Since 1979, the physician scientist with a medical degree has teetered on the edge of the “endangered species” list. This group of doctors not only sees patients, but conducts research and teaches or mentors students. Early career physician scientists, in particular, struggle with working long hours, finding time to write grants to fund their research, starting a family and maintaining a work-life balance. They are at risk for burnout and a handful will leave the profession before becoming tenured.

Sylvia Becker-Dreps is one of these physician scientists. She practices at the site of UNC Family Medicine’s underserved track in Prospect Hill, North Carolina — but her research is a little more remote. Every few months, she travels to Leon, Nicaragua, where she and her team focus on the prevention and epidemiology of childhood pneumonia and diarrhea and, in recent months, Zika infection.

On top of being a physician and researcher, she juggles the schedules of three children — and her youngest daughter, Eva, has a rare coordination disorder. “There are only four or five kids in the country that have what she has,” she said. So in-between her travels to Nicaragua, her clinical work at the Prospect Hill Community Health Center, and days spent in her office at UNC-Chapel Hill writing research grants, Becker-Dreps traverses all over the Triangle, taking Eva, now 8, to her physical and occupational therapy appointments and tutor.

“I’ve spent a lot of time in the waiting room during a therapy session trying to get a grant written,” Becker-Dreps said. “But it’s not the best way to do things. It’s better to have a block of time to really focus on writing a great grant.”

Carolina psychiatrist Eliza (Leeza) Park lives a similar life. When she’s not seeing patients, she’s researching how parents with advanced cancer make decisions about their treatment and identifying ways to improve their quality of life. After beginning to delve deeply into this topic in 2015, though, she gave birth to her son, Cody, 12 weeks early. He spent the next 10 weeks in the neonatal intensive care unit battling lung problems and other consequences of prematurity.

Park took leave for six months to focus on her son. Now 19 months old, Cody sees eight specialists and attends anywhere from one to four appointments each week. “I think to be a good scientist you really have to throw yourself into it, which most of us want to do,” Park says. “But at the same time, I’m devoted to being a good doctor to my patients and mother to my two small children.

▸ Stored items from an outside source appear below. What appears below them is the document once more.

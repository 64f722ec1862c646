// ============================================================================
// DASHBOARD - KPIs, stock bajo mínimo y items más solicitados
// ============================================================================
// La página se refresca sola cada pocos segundos en silencio (sin skeleton,
// sin parpadeo). El timer se cancela en el cleanup del router; el flag alive
// cubre la ventana entre cancelar y un fetch que ya estaba en vuelo.
// ============================================================================

use serde_json::{json, Value};
use std::cell::Cell;
use std::rc::Rc;
use wasm_bindgen::prelude::*;
use wasm_bindgen_futures::spawn_local;
use web_sys::Element;

use crate::app::AppContext;
use crate::config::CONFIG;
use crate::dom::{escape_html, get_element_by_id, on_click, set_inner_html};
use crate::models::Role;
use crate::router::PageHandle;
use crate::utils::{fmt_datetime, fmt_number, pick_array, pick_f64, pick_str};
use crate::views::feedback::{render_skeleton, show_toast};

pub async fn render(ctx: Rc<AppContext>, host: &Element) -> Result<PageHandle, String> {
    render_skeleton(host, 6);

    let res = ctx.api.call("dashboard_snapshot", json!({})).await;
    if !res.ok {
        return Err(res.error_text());
    }
    mount(&ctx, host, &res.data()).map_err(|e| format!("{:?}", e))?;

    // poll silencioso: solo re-pinta si la página sigue montada y el fetch salió bien
    let alive = Rc::new(Cell::new(true));
    let interval = {
        let ctx = ctx.clone();
        let host = host.clone();
        let alive = alive.clone();
        gloo_timers::callback::Interval::new(CONFIG.dashboard_poll_ms, move || {
            let ctx = ctx.clone();
            let host = host.clone();
            let alive = alive.clone();
            spawn_local(async move {
                let res = ctx.api.call("dashboard_snapshot", json!({})).await;
                if alive.get() && res.ok {
                    let _ = mount(&ctx, &host, &res.data());
                }
            });
        })
    };

    let alive_for_cleanup = alive.clone();
    Ok(PageHandle::with_cleanup(move || {
        alive_for_cleanup.set(false);
        drop(interval);
    }))
}

fn mount(ctx: &Rc<AppContext>, host: &Element, data: &Value) -> Result<(), JsValue> {
    let can_refresh = matches!(ctx.store.role(), Some(Role::Admin) | Some(Role::Store));
    let refresh_btn = if can_refresh {
        r#"<button id="btn-dash-refresh" class="btn btn-outline-primary btn-sm">🔄 รีเฟรชข้อมูล</button>"#
    } else {
        ""
    };

    let last_sync = pick_str(data, &["last_sync_time", "lastSyncTime"]);
    set_inner_html(
        host,
        &format!(
            r#"<div class="d-flex justify-content-between align-items-center mb-3">
                <h4 class="mb-0">แดชบอร์ด</h4>
                <div class="d-flex align-items-center gap-2">
                    <span class="text-muted small">อัปเดตล่าสุด: {}</span>
                    {}
                </div>
            </div>
            <div class="row g-3 mb-3">{}</div>
            <div class="row g-3">
                <div class="col-lg-7">
                    <div class="card"><div class="card-body">
                        <h6>⚠️ สต็อกต่ำกว่าขั้นต่ำ</h6>
                        {}
                    </div></div>
                </div>
                <div class="col-lg-5">
                    <div class="card"><div class="card-body">
                        <h6>📈 จ่ายออกมากที่สุด</h6>
                        {}
                    </div></div>
                </div>
            </div>"#,
            escape_html(&fmt_datetime(last_sync.as_deref())),
            refresh_btn,
            kpi_cards_html(data),
            low_stock_table_html(data),
            top_issue_table_html(data),
        ),
    );

    if can_refresh {
        if let Some(btn) = get_element_by_id("btn-dash-refresh") {
            let ctx = ctx.clone();
            let host = host.clone();
            on_click(&btn, move |_| {
                let ctx = ctx.clone();
                let host = host.clone();
                spawn_local(async move {
                    let res = ctx.api.call("refresh_dashboard", json!({})).await;
                    if !res.ok {
                        show_toast(&res.error_text(), false);
                        return;
                    }
                    let snap = ctx.api.call("dashboard_snapshot", json!({})).await;
                    if snap.ok {
                        let _ = mount(&ctx, &host, &snap.data());
                        show_toast("รีเฟรชข้อมูลแล้ว", true);
                    }
                });
            })?;
        }
    }
    Ok(())
}

fn kpi_card(label: &str, value: &str, accent: &str) -> String {
    format!(
        r#"<div class="col-6 col-md-3">
            <div class="card border-{accent}"><div class="card-body text-center">
                <div class="fs-4 fw-bold">{value}</div>
                <div class="text-muted small">{label}</div>
            </div></div>
        </div>"#,
    )
}

fn kpi_cards_html(data: &Value) -> String {
    let total = pick_f64(
        data,
        &["kpis.total_items", "kpis.totalItems", "kpis.active_items", "total_items"],
    );
    let on_hand = pick_f64(
        data,
        &["kpis.total_on_hand", "kpis.totalOnHand", "total_on_hand"],
    );
    let low = pick_f64(data, &["kpis.low_stock_count", "kpis.lowStockCount", "low_stock_count"]);
    let pending = pick_f64(
        data,
        &["kpis.pending_requisitions", "kpis.pendingRequisitions", "pending_requisitions"],
    );

    let mut html = String::new();
    html.push_str(&kpi_card("รายการทั้งหมด", &fmt_number(total), "primary"));
    html.push_str(&kpi_card("คงเหลือรวม", &fmt_number(on_hand), "success"));
    html.push_str(&kpi_card("ต่ำกว่าขั้นต่ำ", &fmt_number(low), "danger"));
    html.push_str(&kpi_card("ใบเบิกค้าง", &fmt_number(pending), "warning"));
    html
}

fn low_stock_table_html(data: &Value) -> String {
    let rows = pick_array(data, &["low_stock", "lowStock"]);
    if rows.is_empty() {
        return r#"<div class="text-muted small">ไม่มีรายการต่ำกว่าขั้นต่ำ</div>"#.to_string();
    }
    let mut body = String::new();
    for row in rows.iter().take(20) {
        let code = pick_str(row, &["item_code", "itemCode"]).unwrap_or_default();
        let name = pick_str(row, &["name_th", "name"]).unwrap_or_default();
        let on_hand = pick_f64(row, &["on_hand", "onHand"]);
        let minimum = pick_f64(row, &["minimum"]);
        body.push_str(&format!(
            r#"<tr><td>{}</td><td>{}</td><td class="text-end text-danger">{}</td><td class="text-end">{}</td></tr>"#,
            escape_html(&code),
            escape_html(&name),
            fmt_number(on_hand),
            fmt_number(minimum),
        ));
    }
    format!(
        r#"<table class="table table-sm mb-0">
            <thead><tr><th>รหัส</th><th>ชื่อ</th><th class="text-end">คงเหลือ</th><th class="text-end">ขั้นต่ำ</th></tr></thead>
            <tbody>{}</tbody>
        </table>"#,
        body
    )
}

fn top_issue_table_html(data: &Value) -> String {
    let rows = pick_array(data, &["top_issue", "topIssue", "top_issued"]);
    if rows.is_empty() {
        return r#"<div class="text-muted small">ยังไม่มีข้อมูลการจ่ายออก</div>"#.to_string();
    }
    let mut body = String::new();
    for row in rows.iter().take(10) {
        let name = pick_str(row, &["name_th", "name", "item_code", "itemCode"]).unwrap_or_default();
        let qty = pick_f64(row, &["qty", "total_qty", "totalQty"]);
        body.push_str(&format!(
            r#"<tr><td>{}</td><td class="text-end">{}</td></tr>"#,
            escape_html(&name),
            fmt_number(qty),
        ));
    }
    format!(
        r#"<table class="table table-sm mb-0">
            <thead><tr><th>รายการ</th><th class="text-end">จำนวน</th></tr></thead>
            <tbody>{}</tbody>
        </table>"#,
        body
    )
}

#[cfg(test)]
mod tests {
    use super::*;

    #[test]
    fn kpis_read_both_casings_and_default_to_dash() {
        let snake = kpi_cards_html(&json!({ "kpis": { "total_items": 120, "low_stock_count": 4 } }));
        assert!(snake.contains("120"));
        assert!(snake.contains("4"));
        let camel = kpi_cards_html(&json!({ "kpis": { "totalItems": 99 } }));
        assert!(camel.contains("99"));
        // KPIs ausentes se muestran como "-"
        assert!(camel.contains("-"));
    }

    #[test]
    fn low_stock_caps_at_twenty_rows() {
        let rows: Vec<Value> = (0..30)
            .map(|i| json!({ "item_code": format!("IT{:02}", i), "on_hand": 1, "minimum": 5 }))
            .collect();
        let html = low_stock_table_html(&json!({ "low_stock": rows }));
        assert!(html.contains("IT19"));
        assert!(!html.contains("IT20"));
    }

    #[test]
    fn low_stock_escapes_names() {
        let html = low_stock_table_html(&json!({
            "low_stock": [{ "item_code": "X", "name": "<b>ยา</b>", "on_hand": 0, "minimum": 1 }]
        }));
        assert!(html.contains("&lt;b&gt;ยา&lt;/b&gt;"));
        assert!(!html.contains("<b>ยา</b>"));
    }

    #[test]
    fn top_issue_caps_at_ten_rows() {
        let rows: Vec<Value> = (0..15).map(|i| json!({ "name": format!("N{}", i), "qty": i })).collect();
        let html = top_issue_table_html(&json!({ "topIssue": rows }));
        assert!(html.contains("N9"));
        assert!(!html.contains(">N10<"));
    }
}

That’s the difficult part — the balancing act.”

Early career physician scientists like Becker-Dreps and Park are vulnerable to burnout from these high work demands, limited resources and caregiving needs at home. The Doris Duke Charitable Foundation recognizes this problem and, at the beginning of 2016, awarded a total of $5.4 million to 10 schools over the course of five years to provide stronger institutional support and supplemental funds to early career physician scientists.

Carolina received $540,000 to develop a program that, today, is led by UNC-Chapel Hill psychiatry professor Susan Girdler and Amelia Drake, director of the UNC Craniofacial Center.